I’d stop at Publix on my way back from the airport and pick up half a gallon of Blackjack Cherry. I’d eat the whole carton and then go to bed.

It became a ritual. That food topped my list of addictive foods for years and finally last year I lost my taste for it. I didn’t do anything. It just happened.

Some people think that once you’re addicted to a particular food, you never get over it. But you do. One day you just don’t want it anymore. You don’t really give it up. It’s more like it leaves you.

So don’t be too hard on yourself when you give in to your food addiction or go on an emotional eating binge. Adding guilt won’t make you feel any better.

Just know that everything has a life span, even food addiction. Never give up on yourself. Just keep working on letting go of things that no longer serve you.

Food Addiction and Chili Peppers

I was meticulously washing what I had been told at the fresh market were mild peppers. I was planning to bake them in balsamic vinegar and have them for dinner. Not a particularly interesting evening, at least not at the start.

Little did I know that things were going to heat up. I thought nothing of washing the peppers  with my bare hands. After about 15 peppers I began to feel very uncomfortable. Suddenly I began craving my comfort foods.

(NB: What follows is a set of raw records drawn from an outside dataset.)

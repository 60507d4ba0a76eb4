//! Line commands accepted by the terminal driver.
//!
//! Each input line is one gesture. Most map straight onto an [`Event`];
//! `state` is handled by the driver itself.
//!
//! | Command          | Event                         |
//! |------------------|-------------------------------|
//! | `search [text]`  | `OpenSearch` (+ `TypeText`)   |
//! | `type <text>`    | `TypeText`                    |
//! | `up` / `down`    | `HighlightPrevious` / `Next`  |
//! | `submit`         | `SubmitSearch`                |
//! | `esc`            | `Escape`                      |
//! | `click`          | `OutsideClick`                |
//! | `open <id>`      | `SelectContent`               |
//! | `close`          | `CloseModal`                  |
//! | `add <id>`       | `AddToList`                   |
//! | `remove <id>`    | `RemoveFromList`              |
//! | `toggle <id>`    | `ToggleList`                  |
//! | `scroll <y>`     | `PageScrolled`                |
//! | `mute`           | `ToggleMute`                  |
//! | `go <route>`     | `Navigate`                    |
//! | `hover <id>`     | `PointerEnter`                |
//! | `leave`          | `PointerLeave`                |
//! | `left <row>`     | `ScrollRowLeft`               |
//! | `right <row>`    | `ScrollRowRight`              |
//! | `width <n>`      | `Resize`                      |
//! | `quit`           | `Quit`                        |

use super::handler::Event;
use super::modes::Route;
use crate::domain::{ContentId, MarqueeError, Result};

/// A parsed driver command.
#[derive(Debug, Clone, PartialEq)]
pub enum Command {
    /// One or more events to feed to the handler, in order.
    Events(Vec<Event>),
    /// Print the store state as JSON.
    PrintState,
}

/// Parses one input line. Blank lines yield `None`.
///
/// # Errors
///
/// Returns [`MarqueeError::Config`] for unknown commands or missing and
/// malformed arguments.
///
/// # Example
///
/// ```rust
/// use marquee::app::command::{parse_command, Command};
/// use marquee::app::Event;
///
/// let cmd = parse_command("scroll 120").unwrap();
/// assert_eq!(cmd, Some(Command::Events(vec![Event::PageScrolled { y: 120.0 }])));
/// ```
pub fn parse_command(line: &str) -> Result<Option<Command>> {
    let line = line.trim();
    if line.is_empty() {
        return Ok(None);
    }

    let (name, arg) = match line.split_once(char::is_whitespace) {
        Some((name, rest)) => (name, rest.trim()),
        None => (line, ""),
    };

    let single = |event: Event| -> Result<Option<Command>> { Ok(Some(Command::Events(vec![event]))) };

    match name.to_lowercase().as_str() {
        "search" if arg.is_empty() => single(Event::OpenSearch),
        "search" => Ok(Some(Command::Events(vec![
            Event::OpenSearch,
            Event::TypeText(arg.to_string()),
        ]))),
        "type" => single(Event::TypeText(arg.to_string())),
        "up" => single(Event::HighlightPrevious),
        "down" => single(Event::HighlightNext),
        "submit" | "enter" => single(Event::SubmitSearch),
        "esc" | "escape" => single(Event::Escape),
        "click" => single(Event::OutsideClick),
        "open" => single(Event::SelectContent(content_id(name, arg)?)),
        "close" => single(Event::CloseModal),
        "add" => single(Event::AddToList(content_id(name, arg)?)),
        "remove" => single(Event::RemoveFromList(content_id(name, arg)?)),
        "toggle" => single(Event::ToggleList(content_id(name, arg)?)),
        "scroll" => {
            let y = arg
                .parse::<f64>()
                .ok()
                .filter(|y| y.is_finite())
                .ok_or_else(|| MarqueeError::Config(format!("scroll: invalid offset '{arg}'")))?;
            single(Event::PageScrolled { y })
        }
        "mute" => single(Event::ToggleMute),
        "go" => single(Event::Navigate(arg.parse::<Route>()?)),
        "hover" => single(Event::PointerEnter(content_id(name, arg)?)),
        "leave" => single(Event::PointerLeave),
        "left" => single(Event::ScrollRowLeft(required(name, arg)?.to_string())),
        "right" => single(Event::ScrollRowRight(required(name, arg)?.to_string())),
        "width" => {
            let width = arg
                .parse::<usize>()
                .ok()
                .filter(|w| *w > 0)
                .ok_or_else(|| MarqueeError::Config(format!("width: invalid value '{arg}'")))?;
            single(Event::Resize { width })
        }
        "state" => Ok(Some(Command::PrintState)),
        "quit" | "q" | "exit" => single(Event::Quit),
        other => Err(MarqueeError::Config(format!("unknown command: {other}"))),
    }
}

fn required<'a>(name: &str, arg: &'a str) -> Result<&'a str> {
    if arg.is_empty() {
        return Err(MarqueeError::Config(format!("{name}: missing argument")));
    }
    Ok(arg)
}

fn content_id(name: &str, arg: &str) -> Result<ContentId> {
    required(name, arg).map(ContentId::from)
}

#[cfg(test)]
mod tests {
    use super::*;

    fn events(line: &str) -> Vec<Event> {
        match parse_command(line).unwrap() {
            Some(Command::Events(events)) => events,
            other => panic!("expected events, got {other:?}"),
        }
    }

    #[test]
    fn search_with_text_opens_then_types() {
        assert_eq!(
            events("search  star wars "),
            vec![Event::OpenSearch, Event::TypeText("star wars".into())]
        );
        assert_eq!(events("search"), vec![Event::OpenSearch]);
    }

    #[test]
    fn blank_lines_are_skipped() {
        assert_eq!(parse_command("   ").unwrap(), None);
    }

    #[test]
    fn ids_and_routes() {
        assert_eq!(events("open sf1"), vec![Event::SelectContent("sf1".into())]);
        assert_eq!(events("GO my-list"), vec![Event::Navigate(Route::MyList)]);
        assert_eq!(events("right trending"), vec![Event::ScrollRowRight("trending".into())]);
    }

    #[test]
    fn bad_arguments_are_errors() {
        assert!(parse_command("open").is_err());
        assert!(parse_command("scroll far").is_err());
        assert!(parse_command("scroll NaN").is_err());
        assert!(parse_command("width 0").is_err());
        assert!(parse_command("go nowhere").is_err());
        assert!(parse_command("dance").is_err());
    }

    #[test]
    fn state_is_a_driver_command() {
        assert_eq!(parse_command("state").unwrap(), Some(Command::PrintState));
    }
}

Trying to ignore my food addiction cravings, the discomfort continued. As I prepared the rest of my meal and put the peppers in the oven, I suddenly recognized the source of my discomfort. My hands were burning.

My cravings soon took a second seat to the pain and then they disappeared completely. After an hour of running cool water over my hands I was forced to call 911.

Determined not to go to the emergency room, I opted for assistance from Poison Control and convinced the 911 operator not to send an ambulance. All this for a few peppers that were definitely not mild.

Four hours later, after following the Poison Control protocol for treating chemical burns and taking what I’m sure was too much Tylenol, I fell asleep with an ice cube in each hand.

I’ve often thought about the power of foods but not in this sense. Usually it’s their connection with some emotional dilemma that relates to a food addiction. Yet here I was at the painful mercy of two dozen chili peppers.

Looking on the bright side, most of the feeling has returned to my hands although my fingertips still have a ways to go. It was actually a frightening experience.

One thing is for sure. Chili peppers will NEVER belong in my addictive food groups.